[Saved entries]
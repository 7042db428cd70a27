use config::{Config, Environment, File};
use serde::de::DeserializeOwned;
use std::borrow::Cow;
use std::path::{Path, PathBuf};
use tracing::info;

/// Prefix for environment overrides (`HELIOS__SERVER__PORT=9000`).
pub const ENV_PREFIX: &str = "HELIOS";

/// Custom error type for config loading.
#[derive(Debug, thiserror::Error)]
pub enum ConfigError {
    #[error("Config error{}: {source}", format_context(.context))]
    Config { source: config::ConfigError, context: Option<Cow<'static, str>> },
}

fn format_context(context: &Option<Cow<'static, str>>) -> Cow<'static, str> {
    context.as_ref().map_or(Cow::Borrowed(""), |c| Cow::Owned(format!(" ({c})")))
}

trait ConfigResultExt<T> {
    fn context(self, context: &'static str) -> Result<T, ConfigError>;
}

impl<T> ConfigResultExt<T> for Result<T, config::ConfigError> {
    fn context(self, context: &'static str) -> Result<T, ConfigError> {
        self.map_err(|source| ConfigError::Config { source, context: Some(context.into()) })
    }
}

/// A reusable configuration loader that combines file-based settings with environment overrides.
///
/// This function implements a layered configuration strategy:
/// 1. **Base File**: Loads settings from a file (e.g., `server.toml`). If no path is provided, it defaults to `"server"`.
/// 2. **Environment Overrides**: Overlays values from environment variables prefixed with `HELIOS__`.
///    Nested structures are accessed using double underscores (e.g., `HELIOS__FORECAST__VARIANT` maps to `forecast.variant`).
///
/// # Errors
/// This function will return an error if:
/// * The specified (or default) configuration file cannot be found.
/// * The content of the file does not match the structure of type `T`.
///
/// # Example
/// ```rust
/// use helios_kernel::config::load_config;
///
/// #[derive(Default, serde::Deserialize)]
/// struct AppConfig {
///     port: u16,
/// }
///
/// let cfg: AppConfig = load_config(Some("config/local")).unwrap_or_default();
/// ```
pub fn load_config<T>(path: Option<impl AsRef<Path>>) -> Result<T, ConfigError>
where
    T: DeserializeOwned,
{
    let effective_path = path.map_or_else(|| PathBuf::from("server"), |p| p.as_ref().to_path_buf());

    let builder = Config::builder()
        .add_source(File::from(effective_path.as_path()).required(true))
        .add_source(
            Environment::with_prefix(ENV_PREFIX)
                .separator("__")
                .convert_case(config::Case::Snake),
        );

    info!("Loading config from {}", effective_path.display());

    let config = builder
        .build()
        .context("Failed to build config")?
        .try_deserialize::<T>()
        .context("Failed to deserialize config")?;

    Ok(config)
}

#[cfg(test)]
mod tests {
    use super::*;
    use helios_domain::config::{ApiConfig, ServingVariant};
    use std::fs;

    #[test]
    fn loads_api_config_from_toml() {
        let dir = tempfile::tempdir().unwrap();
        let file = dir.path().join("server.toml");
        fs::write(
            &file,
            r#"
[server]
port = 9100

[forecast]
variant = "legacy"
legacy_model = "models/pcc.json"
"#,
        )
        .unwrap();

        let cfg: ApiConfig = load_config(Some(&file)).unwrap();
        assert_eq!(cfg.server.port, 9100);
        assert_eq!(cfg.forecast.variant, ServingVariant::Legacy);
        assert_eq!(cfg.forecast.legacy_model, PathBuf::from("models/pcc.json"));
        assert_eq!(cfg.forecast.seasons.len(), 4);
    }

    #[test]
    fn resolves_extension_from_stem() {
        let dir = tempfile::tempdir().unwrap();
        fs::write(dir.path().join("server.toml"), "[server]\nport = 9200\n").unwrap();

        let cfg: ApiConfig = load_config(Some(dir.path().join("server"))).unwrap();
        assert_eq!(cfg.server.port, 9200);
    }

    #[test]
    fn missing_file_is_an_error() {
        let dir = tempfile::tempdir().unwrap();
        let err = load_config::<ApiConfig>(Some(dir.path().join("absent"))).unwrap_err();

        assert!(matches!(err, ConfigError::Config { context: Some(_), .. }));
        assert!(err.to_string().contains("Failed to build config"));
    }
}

— EXERCISE OBJECTIVE —
Which lines in the records above include the word "DeserializeOwned"? Copy them out.

— TASK ANSWER —
use serde::de::DeserializeOwned;
    T: DeserializeOwned,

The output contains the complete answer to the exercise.